Ömer Madra

İnsanlığın Efendileri

şirketlerin elinde biriken büyük güç ile demokrasi arasındaki ters ilişkiyi ortaya koyan ve ‘demokrasi elden gidiyor’ diye adeta dehşete kapılan insanlardan birinin, Amerika Birleşik Devletleri’nin “kurucu baba”larından Thomas Jefferson olduğu genellikle az bilinen bir gerçek. Büyük şirketlerin yeni kurulmakta olduğu dönemlerde, Başkan Jefferson’ın insanlığa önemli bir uyarısı olmuştu: Eğer güç ve kudret ‘bankacılık kuruluşlarının ve paralı şirketlerin’ eline kayarsa, Amerika’nın daha yeni yeni filizlenmekte olan gencecik demokrasi deneyi sona erer, Amerikalı yerleşimcilerin onca mücadele verip altettiği İngiliz sömürgecilerinin uyguladığı baskıcı rejimden daha beter bir mutlakiyetçilikle sonuçlanırdı.1

Thomas Jefferson’da Büyük Şirket Korkusu

Kapitalist Amerika Birleşik Devletleri’nin ‘kurucu babaları’ olan Jefferson ve arkadaşları Amerikan Anayasası’na demokrasiyi korumak ve gücün kontrolden çıkmasını önlemek amacıyla ‘kontrol ve denge’ (checks and balances) diye adlandırılan karmaşık denetim sistemlerini adeta ‘elleri titreyerek’ özenle yerleştirirken, işte böyle bir korkuyla hareket ediyorlardı: Demokrasi elden gidiverir ve bütün kuvvet şirketlerin eline geçiverir korkusuyla. Çünkü, şirketler, tanımları gereği, merkezî yönetime tabi, otoritenin tepeden aşağı doğru yapılandığı, kontrolün de münhasıran şirket sahipleriyle yatırımcılarında olduğu kurumlar. Şirketin dışındakilerin ondan hesap sorabilme olanağı hayli az ve bu denetim olanağı her gün biraz daha azalmaya devam ediyor.

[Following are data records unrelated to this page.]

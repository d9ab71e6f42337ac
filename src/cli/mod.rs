// src/cli/mod.rs
// Command-line interface for mindful

use clap::{Parser, Subcommand};
use std::path::PathBuf;

pub mod chat;
pub mod classify;
pub mod config;
pub mod mood;

pub use chat::run_chat;
pub use classify::run_classify;
pub use config::run_config;
pub use mood::{run_history, run_log, run_report, run_reset};

#[derive(Parser)]
#[command(name = "mindful")]
#[command(about = "Sentiment-aware mood journal and wellness companion")]
#[command(version)]
pub struct Cli {
    /// Mood log file (overrides MINDFUL_DATA_FILE and config.toml)
    #[arg(long, global = true)]
    pub data_file: Option<PathBuf>,

    /// More log output on stderr (-v info, -vv debug)
    #[arg(short, long, action = clap::ArgAction::Count, global = true)]
    pub verbose: u8,

    #[command(subcommand)]
    pub command: Commands,
}

#[derive(Subcommand)]
pub enum Commands {
    /// Score the sentiment of a piece of text
    Classify {
        /// Text to classify
        #[arg(index = 1)]
        text: String,

        /// Print the result as JSON
        #[arg(long)]
        json: bool,
    },

    /// Record a mood
    Log {
        /// Mood from 1 (very sad) to 5 (very happy)
        #[arg(short, long, value_parser = clap::value_parser!(u8).range(1..=5))]
        score: u8,

        /// Label (default: the mood level's name)
        #[arg(short, long)]
        label: Option<String>,

        /// Free-form notes
        #[arg(short, long, default_value = "")]
        notes: String,
    },

    /// List every logged mood
    History {
        /// Print entries as JSON
        #[arg(long)]
        json: bool,
    },

    /// Daily averages, trend, distribution and recent entries
    Report,

    /// Delete all mood data
    Reset {
        /// Skip the confirmation prompt
        #[arg(short, long)]
        yes: bool,
    },

    /// Talk with the companion (one message per line, "quit" to leave)
    Chat {
        /// Log the mood of the first message of the session
        #[arg(long)]
        log_mood: bool,
    },

    /// Show resolved configuration and check it
    Config,
}
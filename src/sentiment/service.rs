// src/sentiment/service.rs
// Runs the classification strategies in order and always produces a result

use super::{Classifier, LexiconClassifier, RemoteClassifier, SentimentResult};
use crate::config::SentimentConfig;
use crate::llm::LlmClient;
use std::sync::Arc;
use std::time::Instant;
use tracing::{debug, info, warn};

/// Ordered strategy chain: first `Ok` wins, neutral default when all fail
#[derive(Clone)]
pub struct SentimentService {
    strategies: Vec<Arc<dyn Classifier>>,
}

impl SentimentService {
    pub fn new(strategies: Vec<Arc<dyn Classifier>>) -> Self {
        Self { strategies }
    }

    /// Lexicon first, remote second when a client is available
    pub fn from_config(config: &SentimentConfig, remote: Option<Arc<dyn LlmClient>>) -> Self {
        let mut strategies: Vec<Arc<dyn Classifier>> = Vec::new();
        if config.lexicon_enabled {
            strategies.push(Arc::new(LexiconClassifier::new()));
        }
        if config.remote_enabled
            && let Some(client) = remote
        {
            strategies.push(Arc::new(RemoteClassifier::new(client)));
        }

        let names: Vec<&str> = strategies.iter().map(|s| s.name()).collect();
        info!(strategies = ?names, "Sentiment service ready");
        Self::new(strategies)
    }

    pub fn strategy_names(&self) -> Vec<&'static str> {
        self.strategies.iter().map(|s| s.name()).collect()
    }

    /// Classify `text`. Never fails.
    pub async fn classify(&self, text: &str) -> SentimentResult {
        for strategy in &self.strategies {
            let start = Instant::now();
            match strategy.classify(text).await {
                Ok(result) => {
                    debug!(
                        strategy = strategy.name(),
                        score = result.score(),
                        label = %result.label(),
                        confidence = result.confidence(),
                        elapsed_ms = start.elapsed().as_millis() as u64,
                        "Text classified"
                    );
                    return result;
                }
                Err(e) => {
                    warn!(strategy = strategy.name(), error = %e, "Classifier failed, trying next");
                }
            }
        }

        debug!("No classifier produced a result, using neutral default");
        SentimentResult::neutral_default()
    }
}
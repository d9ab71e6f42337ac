// src/main.rs
// mindful - sentiment-aware mood journal

mod cli;

use anyhow::Result;
use clap::Parser;
use cli::{Cli, Commands};
use mindful::config::{EnvConfig, MindfulConfig};
use mindful::state::AppState;
use tracing::{Level, debug};
use tracing_subscriber::FmtSubscriber;

fn log_level(verbose: u8, env: &EnvConfig) -> Level {
    match verbose {
        0 => env.log_level.unwrap_or(Level::WARN),
        1 => Level::INFO,
        _ => Level::DEBUG,
    }
}

#[tokio::main]
async fn main() -> Result<()> {
    // Global .env first, then the working directory
    let _ = dotenvy::from_path(MindfulConfig::config_dir().join(".env"));
    let _ = dotenvy::dotenv();

    let cli = Cli::parse();
    let env = EnvConfig::load();

    let subscriber = FmtSubscriber::builder()
        .with_max_level(log_level(cli.verbose, &env))
        .with_writer(std::io::stderr)
        .with_ansi(false)
        .finish();
    tracing::subscriber::set_global_default(subscriber)?;

    let state = AppState::load(env, cli.data_file.as_deref())?;
    debug!(data_file = %state.store.path().display(), "Starting");

    match cli.command {
        Commands::Classify { text, json } => cli::run_classify(&state, &text, json).await?,
        Commands::Log {
            score,
            label,
            notes,
        } => cli::run_log(&state, score, label, notes)?,
        Commands::History { json } => cli::run_history(&state, json)?,
        Commands::Report => cli::run_report(&state)?,
        Commands::Reset { yes } => cli::run_reset(&state, yes)?,
        Commands::Chat { log_mood } => cli::run_chat(&state, log_mood).await?,
        Commands::Config => cli::run_config(&state)?,
    }

    Ok(())
}
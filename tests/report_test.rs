// tests/report_test.rs
// Mood reporting over a stored history

use chrono::{Duration, NaiveDate, NaiveDateTime};
use mindful::mood::{MoodEntry, MoodStore, TIMESTAMP_FORMAT, Trend, aggregate, recent_entries};
use std::collections::BTreeMap;
use tempfile::TempDir;

fn history(scores_per_day: &[&[i64]]) -> Vec<MoodEntry> {
    let start = NaiveDateTime::parse_from_str("2024-02-26 07:00:00", TIMESTAMP_FORMAT).unwrap();
    let mut entries = Vec::new();
    for (day, scores) in scores_per_day.iter().enumerate() {
        for (i, score) in scores.iter().enumerate() {
            let ts = start + Duration::days(day as i64) + Duration::hours(3 * i as i64);
            entries.push(MoodEntry::new(ts, *score, "", format!("day {} #{}", day, i)));
        }
    }
    entries
}

#[test]
fn test_declining_week_from_disk() {
    let dir = TempDir::new().unwrap();
    let store = MoodStore::new(dir.path().join("mood_data.csv"));
    for entry in history(&[&[5], &[5], &[5], &[1], &[1], &[1], &[1]]) {
        store.append(&entry).unwrap();
    }

    let report = aggregate(&store.read_all());
    assert_eq!(report.daily_averages.len(), 7);
    assert_eq!(report.trend, Trend::Declining);
    assert_eq!(report.trend.as_str(), "declining");
}

#[test]
fn test_six_days_is_insufficient() {
    let report = aggregate(&history(&[&[1], &[2], &[3], &[4], &[5], &[5]]));
    assert_eq!(report.trend, Trend::InsufficientData);
    assert_eq!(report.trend.as_str(), "insufficient data");
}

#[test]
fn test_distribution_and_daily_means() {
    let entries = history(&[&[1, 3], &[3, 5]]);
    let report = aggregate(&entries);

    let expected: BTreeMap<u8, usize> = [(1, 1), (3, 2), (5, 1)].into_iter().collect();
    assert_eq!(report.distribution, expected);

    assert_eq!(report.daily_averages[0].date, NaiveDate::from_ymd_opt(2024, 2, 26).unwrap());
    assert_eq!(report.daily_averages[0].average, 2.0);
    assert_eq!(report.daily_averages[1].average, 4.0);
    assert_eq!(report.rolling_average, vec![2.0, 3.0]);
}

#[test]
fn test_leap_day_groups_separately() {
    let entries = history(&[&[2], &[2], &[2], &[4]]);
    let dates: Vec<_> = aggregate(&entries)
        .daily_averages
        .iter()
        .map(|d| d.date.to_string())
        .collect();
    assert_eq!(dates, vec!["2024-02-26", "2024-02-27", "2024-02-28", "2024-02-29"]);
}

#[test]
fn test_report_serializes() {
    let report = aggregate(&history(&[&[4]]));
    let json = serde_json::to_value(&report).unwrap();
    assert_eq!(json["trend"], "insufficient data");
    assert_eq!(json["daily_averages"][0]["date"], "2024-02-26");
    assert_eq!(json["distribution"]["4"], 1);
}

#[test]
fn test_recent_entries_limit() {
    let entries = history(&[&[1, 2, 3], &[4, 5, 1]]);
    let recent = recent_entries(&entries, 5);
    assert_eq!(recent.len(), 5);
    assert_eq!(recent[0].notes(), "day 1 #2");
    assert_eq!(recent[4].notes(), "day 0 #1");
}
//! Todo Frontend Entry Point

mod app;
mod components;
mod models;
mod storage;
mod store;

use app::App;
use leptos::prelude::*;

fn main() {
    console_error_panic_hook::set_once();
    mount_to_body(App);
}
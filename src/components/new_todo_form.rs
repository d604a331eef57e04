//! New Todo Form Component
//!
//! Input row for creating todos. The submit handler covers both the
//! Add button and the Enter key.

use leptos::prelude::*;
use wasm_bindgen::JsCast;

#[component]
pub fn NewTodoForm(on_add: Callback<String, bool>) -> impl IntoView {
    let (new_text, set_new_text) = signal(String::new());

    let submit = move |ev: web_sys::SubmitEvent| {
        ev.prevent_default();
        if on_add.run(new_text.get()) {
            set_new_text.set(String::new());
        }
    };

    view! {
        <form class="new-todo-form" on:submit=submit>
            <input
                type="text"
                placeholder="Add a new todo..."
                prop:value=move || new_text.get()
                on:input=move |ev| {
                    let target = ev.target().unwrap();
                    let input = target.dyn_ref::<web_sys::HtmlInputElement>().unwrap();
                    set_new_text.set(input.value());
                }
            />
            <button type="submit">"Add"</button>
        </form>
    }
}
//! UI Components
//!
//! Reusable Leptos components.

mod new_todo_form;
mod todo_list;
mod todo_row;

pub use new_todo_form::NewTodoForm;
pub use todo_list::TodoList;
pub use todo_row::TodoRow;
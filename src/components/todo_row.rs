//! Todo Row Component
//!
//! A single row with toggle and delete controls.

use leptos::prelude::*;

use crate::models::TodoItem;

/// Label for the completion toggle button
pub fn toggle_label(completed: bool) -> &'static str {
    if completed {
        "Uncomplete"
    } else {
        "Complete"
    }
}

#[component]
pub fn TodoRow(
    todo: TodoItem,
    on_toggle: Callback<u32>,
    on_delete: Callback<u32>,
) -> impl IntoView {
    let id = todo.id;
    let completed = todo.completed;

    view! {
        <li class=if completed { "todo-row completed" } else { "todo-row" }>
            <span class="todo-text">{todo.text}</span>
            <div class="todo-actions">
                <button class="complete-btn" on:click=move |_| on_toggle.run(id)>
                    {toggle_label(completed)}
                </button>
                <button class="delete-btn" on:click=move |_| on_delete.run(id)>
                    "Delete"
                </button>
            </div>
        </li>
    }
}

#[cfg(test)]
mod tests {
    use super::*;

    #[test]
    fn test_toggle_label() {
        assert_eq!(toggle_label(false), "Complete");
        assert_eq!(toggle_label(true), "Uncomplete");
    }
}
//! Todo List Component
//!
//! Rebuilds the displayed list in full from store state.

use leptos::prelude::*;

use crate::components::TodoRow;
use crate::store::TodoStore;

#[component]
pub fn TodoList(
    store: ReadSignal<TodoStore>,
    on_toggle: Callback<u32>,
    on_delete: Callback<u32>,
) -> impl IntoView {
    view! {
        <ul class="todo-list">
            <For
                each=move || store.get().items().to_vec()
                // Key on every displayed field so toggles re-render the row
                key=|todo| (todo.id, todo.completed, todo.text.clone())
                children=move |todo| {
                    view! {
                        <TodoRow
                            todo=todo
                            on_toggle=on_toggle
                            on_delete=on_delete
                        />
                    }
                }
            />
        </ul>
    }
}
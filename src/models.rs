//! Frontend Models
//!
//! Data structures for the todo list.

use serde::{Deserialize, Serialize};

/// A single todo entry
///
/// `id` is a stable identifier assigned by the store at creation; rows
/// reference items by id, never by position. Data persisted before ids
/// existed deserializes with `id == 0` and is reassigned on load.
#[derive(Debug, Clone, PartialEq, Serialize, Deserialize)]
pub struct TodoItem {
    #[serde(default)]
    pub id: u32,
    pub text: String,
    pub completed: bool,
}

impl TodoItem {
    /// Create a new incomplete item
    pub fn new(id: u32, text: String) -> Self {
        Self {
            id,
            text,
            completed: false,
        }
    }
}
use super::*;

#[test]
fn grouped_separators() {
    assert_eq!(format_grouped(0), "0");
    assert_eq!(format_grouped(47), "47");
    assert_eq!(format_grouped(999), "999");
    assert_eq!(format_grouped(5_420), "5,420");
    assert_eq!(format_grouped(18_500), "18,500");
    assert_eq!(format_grouped(125_000), "125,000");
    assert_eq!(format_grouped(1_000_000), "1,000,000");
}

#[test]
fn counter_floors_before_grouping() {
    assert_eq!(format_counter(18_500.97), "18,500");
    assert_eq!(format_counter(0.4), "0");
    assert_eq!(format_counter(-3.0), "0");
}

#[test]
fn money_always_two_decimals() {
    assert_eq!(format_money(299.0), "$299.00");
    assert_eq!(format_money(239.2), "$239.20");
}

#[test]
fn price_drops_decimals_for_whole_amounts() {
    assert_eq!(format_price(299.0), "$299");
    assert_eq!(format_price(29.5), "$29.50");
}

#[test]
fn percent_rounds_to_whole() {
    assert_eq!(format_percent(0.2), "20%");
    assert_eq!(format_percent(0.154), "15%");
    assert_eq!(format_percent(0.155), "16%");
}

#[test]
fn discount_two_decimal_contract() {
    // price=299, discount=0.2 -> 239.20 after 2-decimal rounding.
    let price = discounted_price(299.0, Some(0.2));
    assert_eq!(format_money(price), "$239.20");
    assert_eq!(discounted_price(299.0, None), 299.0);
}
//! Scene-dump CLI: evaluate builtin templates to scene JSON.

use std::path::PathBuf;

use anyhow::Context as _;
use clap::{Parser, Subcommand};

use framecard::{FrameIndex, FrameRange, RenderThreading};

#[derive(Parser, Debug)]
#[command(name = "framecard", version)]
struct Cli {
    #[command(subcommand)]
    cmd: Command,
}

#[derive(Subcommand, Debug)]
enum Command {
    /// List builtin templates and their invocation contracts.
    Templates,
    /// Render a single frame as scene JSON.
    Frame(FrameArgs),
    /// Render every frame as one scene JSON file per frame.
    Dump(DumpArgs),
}

#[derive(Parser, Debug)]
struct FrameArgs {
    /// Template identifier (see `templates`).
    #[arg(long)]
    template: String,

    /// Frame index (0-based).
    #[arg(long)]
    frame: u64,

    /// Optional props JSON file; defaults to the template's default payload.
    #[arg(long)]
    props: Option<PathBuf>,

    /// Output path; stdout when omitted.
    #[arg(long)]
    out: Option<PathBuf>,
}

#[derive(Parser, Debug)]
struct DumpArgs {
    /// Template identifier (see `templates`).
    #[arg(long)]
    template: String,

    /// Optional props JSON file; defaults to the template's default payload.
    #[arg(long)]
    props: Option<PathBuf>,

    /// Output directory for `frame_<n>.json` files.
    #[arg(long)]
    out: PathBuf,

    /// Enable frame-level parallelism.
    #[arg(long, default_value_t = false)]
    parallel: bool,

    /// Override rayon worker threads (parallel mode only).
    #[arg(long)]
    threads: Option<usize>,
}

fn main() -> anyhow::Result<()> {
    let cli = Cli::parse();
    match cli.cmd {
        Command::Templates => cmd_templates(),
        Command::Frame(args) => cmd_frame(args),
        Command::Dump(args) => cmd_dump(args),
    }
}

fn cmd_templates() -> anyhow::Result<()> {
    for template in framecard::builtin_templates() {
        let spec = template.spec();
        println!(
            "{}  {} frames @ {}fps  {}x{}",
            spec.id,
            spec.duration.0,
            spec.fps.as_f64(),
            spec.canvas.width,
            spec.canvas.height
        );
    }
    Ok(())
}

fn load_props(path: Option<&PathBuf>) -> anyhow::Result<Option<serde_json::Value>> {
    let Some(path) = path else {
        return Ok(None);
    };
    let raw = std::fs::read_to_string(path)
        .with_context(|| format!("read props '{}'", path.display()))?;
    let value = serde_json::from_str(&raw)
        .with_context(|| format!("parse props '{}'", path.display()))?;
    Ok(Some(value))
}

fn cmd_frame(args: FrameArgs) -> anyhow::Result<()> {
    let template = framecard::find_template(&args.template)?;
    let props = load_props(args.props.as_ref())?;
    let scene = framecard::render_frame(template.as_ref(), FrameIndex(args.frame), props.as_ref())?;
    let json = serde_json::to_string_pretty(&scene)?;

    match args.out {
        Some(out) => {
            if let Some(parent) = out.parent() {
                std::fs::create_dir_all(parent)
                    .with_context(|| format!("create output dir '{}'", parent.display()))?;
            }
            std::fs::write(&out, json).with_context(|| format!("write '{}'", out.display()))?;
            eprintln!("wrote {}", out.display());
        }
        None => println!("{json}"),
    }
    Ok(())
}

fn cmd_dump(args: DumpArgs) -> anyhow::Result<()> {
    let template = framecard::find_template(&args.template)?;
    let props = load_props(args.props.as_ref())?;
    let spec = template.spec();

    let range = FrameRange::new(FrameIndex(0), spec.duration)?;
    let threading = RenderThreading {
        parallel: args.parallel,
        threads: args.threads,
    };
    let scenes = framecard::render_frames(template.as_ref(), range, props.as_ref(), &threading)?;

    std::fs::create_dir_all(&args.out)
        .with_context(|| format!("create output dir '{}'", args.out.display()))?;
    for scene in &scenes {
        let path = args.out.join(format!("frame_{:05}.json", scene.frame.0));
        let json = serde_json::to_string(scene)?;
        std::fs::write(&path, json).with_context(|| format!("write '{}'", path.display()))?;
    }

    eprintln!("wrote {} frames to {}", scenes.len(), args.out.display());
    Ok(())
}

Artık muazzam birer güç ve kudret merkezi haline gelen sınırötesi şirketlerde, kamusal yarar adına bir denetim olması ya da toplumun kararlara herhangi bir şekilde katılması, neredeyse imkânsız halde. Toplumsal denetim, katılım ve dolayısıyla rıza elden gittiğinde, buna demokrasi demek de zorlaşmaktadır. Bu büyük tehlikeye daha 200 yıl önce işaret eden ABD Başkanlarından Thomas Jefferson’ı kimse dünya tarihinin gördüğü en büyük sermaye düşmanlarından biri saymıyor.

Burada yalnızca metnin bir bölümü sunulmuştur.